Aim of the exercise:
Among the records, find the lines that hold the string "Unit" and return them.

Stored data entries
________________

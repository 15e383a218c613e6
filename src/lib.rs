//! # BOM
//!
//! 物料清單目錄：資料模型、關聯聚合、篩選排序、需求計算與網頁介面的會話認證

pub mod telemetry;

pub use bom_auth as auth;
pub use bom_calc as calc;
pub use bom_core as model;

pub use bom_auth::{GateDecision, LoginOutcome, RequestGate, SessionAuthManager};
pub use bom_calc::{
    Catalog, CatalogStore, MaterialFilter, MemoryStore, ProductFilter, RequirementsCalculator,
    RequirementsReport, SearchResults, SortConfig,
};
pub use bom_core::{AppConfig, BomError, LogLevel, Material, Product, Quantity, Result, Unit};
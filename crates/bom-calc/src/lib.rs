//! # BOM Calculation Engine
//!
//! 關聯資料聚合、篩選排序、搜尋與物料需求計算

pub mod aggregate;
pub mod filter;
pub mod memory;
pub mod requirements;
pub mod row;
pub mod search;
pub mod sort;
pub mod store;

// Re-export 主要類型
pub use aggregate::{
    aggregate_materials, aggregate_products, assemble_material, assemble_product,
    RelationAggregator,
};
pub use filter::{
    filter_materials, filter_products, parse_id_list, MaterialFilter, ProductFilter,
    QuantityRange,
};
pub use memory::MemoryStore;
pub use requirements::{
    calculate_requirements, parse_remaining_inputs, CalculationResult, RequirementsCalculator,
    RequirementsReport,
};
pub use row::{ColumnValue, MaterialRow, ProductRow};
pub use search::{
    parse_search_limit, search, search_materials, search_products, SearchResults,
    DEFAULT_SEARCH_LIMIT,
};
pub use sort::{sort_materials, sort_products, SortConfig, SortField, SortOrder};
pub use store::{Catalog, CatalogStore};
//! 日誌初始化

use bom_core::LogLevel;

/// 初始化全域 tracing subscriber
///
/// 重複呼叫不會出錯；已有 subscriber 時回傳 `false`。
pub fn init_tracing(level: LogLevel) -> bool {
    let installed = tracing_subscriber::fmt()
        .with_max_level(level.as_tracing_level())
        .with_target(false)
        .try_init()
        .is_ok();
    if installed {
        tracing::info!("日誌已啟用，等級 {}", level.as_str());
    } else {
        tracing::debug!("已有全域 subscriber，略過初始化");
    }
    installed
}
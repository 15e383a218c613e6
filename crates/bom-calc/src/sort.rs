//! 物料與產品排序

use std::cmp::Ordering;

use bom_core::{Material, Product, Quantity};
use rayon::slice::ParallelSliceMut;
use serde::{Deserialize, Serialize};

/// 排序欄位
#[derive(Debug, Clone, Copy, PartialEq, Eq, Default, Serialize, Deserialize)]
#[serde(rename_all = "lowercase")]
pub enum SortField {
    #[default]
    Name,
    Unit,
    Quantity,
    Id,
}

impl SortField {
    /// 解析排序欄位，無法辨識時回到名稱
    pub fn parse(raw: &str) -> Self {
        match raw.trim().to_lowercase().as_str() {
            "unit" => SortField::Unit,
            "quantity" => SortField::Quantity,
            "id" => SortField::Id,
            _ => SortField::Name,
        }
    }
}

/// 排序方向
#[derive(Debug, Clone, Copy, PartialEq, Eq, Default, Serialize, Deserialize)]
#[serde(rename_all = "lowercase")]
pub enum SortOrder {
    #[default]
    Asc,
    Desc,
}

impl SortOrder {
    /// 只有 `desc` 表示遞減，其餘皆為遞增
    pub fn parse(raw: &str) -> Self {
        if raw.trim().eq_ignore_ascii_case("desc") {
            SortOrder::Desc
        } else {
            SortOrder::Asc
        }
    }

    fn apply(&self, ordering: Ordering) -> Ordering {
        match self {
            SortOrder::Asc => ordering,
            SortOrder::Desc => ordering.reverse(),
        }
    }
}

/// 排序設定
#[derive(Debug, Clone, Copy, PartialEq, Eq, Default, Serialize, Deserialize)]
pub struct SortConfig {
    pub field: SortField,
    pub order: SortOrder,
}

impl SortConfig {
    pub fn new(field: SortField, order: SortOrder) -> Self {
        Self { field, order }
    }

    /// 由欄位與方向字串建立
    pub fn from_parts(field: &str, order: &str) -> Self {
        Self::new(SortField::parse(field), SortOrder::parse(order))
    }

    /// 解析 `-quantity` 形式的排序字串（前置 `-` 表示遞減）
    pub fn parse(raw: &str) -> Self {
        let raw = raw.trim();
        match raw.strip_prefix('-') {
            Some(field) => Self::new(SortField::parse(field), SortOrder::Desc),
            None => Self::new(SortField::parse(raw), SortOrder::Asc),
        }
    }
}

fn compare_text(a: &str, b: &str) -> Ordering {
    a.to_lowercase().cmp(&b.to_lowercase())
}

/// 遞增方向的用量比較：可計算的用量排在無法計算的之前
fn compare_quantities(a: Option<&Quantity>, b: Option<&Quantity>) -> Ordering {
    let value = |q: Option<&Quantity>| q.and_then(Quantity::value);
    let text = |q: Option<&Quantity>| q.map(|q| q.to_string()).unwrap_or_default();

    match (value(a), value(b)) {
        (Some(x), Some(y)) => x.partial_cmp(&y).unwrap_or(Ordering::Equal),
        (Some(_), None) => Ordering::Less,
        (None, Some(_)) => Ordering::Greater,
        (None, None) => compare_text(&text(a), &text(b)),
    }
}

fn compare_materials(a: &Material, b: &Material, field: SortField) -> Ordering {
    match field {
        SortField::Name => compare_text(a.display_name(), b.display_name()),
        SortField::Unit => compare_text(&a.unit.name, &b.unit.name),
        SortField::Quantity => compare_quantities(a.quantity.as_ref(), b.quantity.as_ref()),
        SortField::Id => a.id.cmp(&b.id),
    }
}

fn compare_products(a: &Product, b: &Product, field: SortField) -> Ordering {
    match field {
        // 產品沒有單位，依名稱排序
        SortField::Name | SortField::Unit => compare_text(&a.name, &b.name),
        SortField::Quantity => compare_quantities(a.quantity.as_ref(), b.quantity.as_ref()),
        SortField::Id => a.id.cmp(&b.id),
    }
}

/// 穩定排序物料
///
/// 遞減時整個比較反轉，因此無法計算的用量在遞增時排最後、遞減時排最前。
pub fn sort_materials(materials: &mut [Material], config: SortConfig) {
    tracing::debug!("排序物料: {:?} {:?}", config.field, config.order);
    materials.par_sort_by(|a, b| config.order.apply(compare_materials(a, b, config.field)));
}

/// 穩定排序產品
pub fn sort_products(products: &mut [Product], config: SortConfig) {
    tracing::debug!("排序產品: {:?} {:?}", config.field, config.order);
    products.par_sort_by(|a, b| config.order.apply(compare_products(a, b, config.field)));
}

________________

Written answer:
pub use bom_core::{AppConfig, BomError, LogLevel, Material, Product, Quantity, Result, Unit};
    Unit,
            "unit" => SortField::Unit,
        SortField::Unit => compare_text(&a.unit.name, &b.unit.name),
        SortField::Name | SortField::Unit => compare_text(&a.name, &b.name),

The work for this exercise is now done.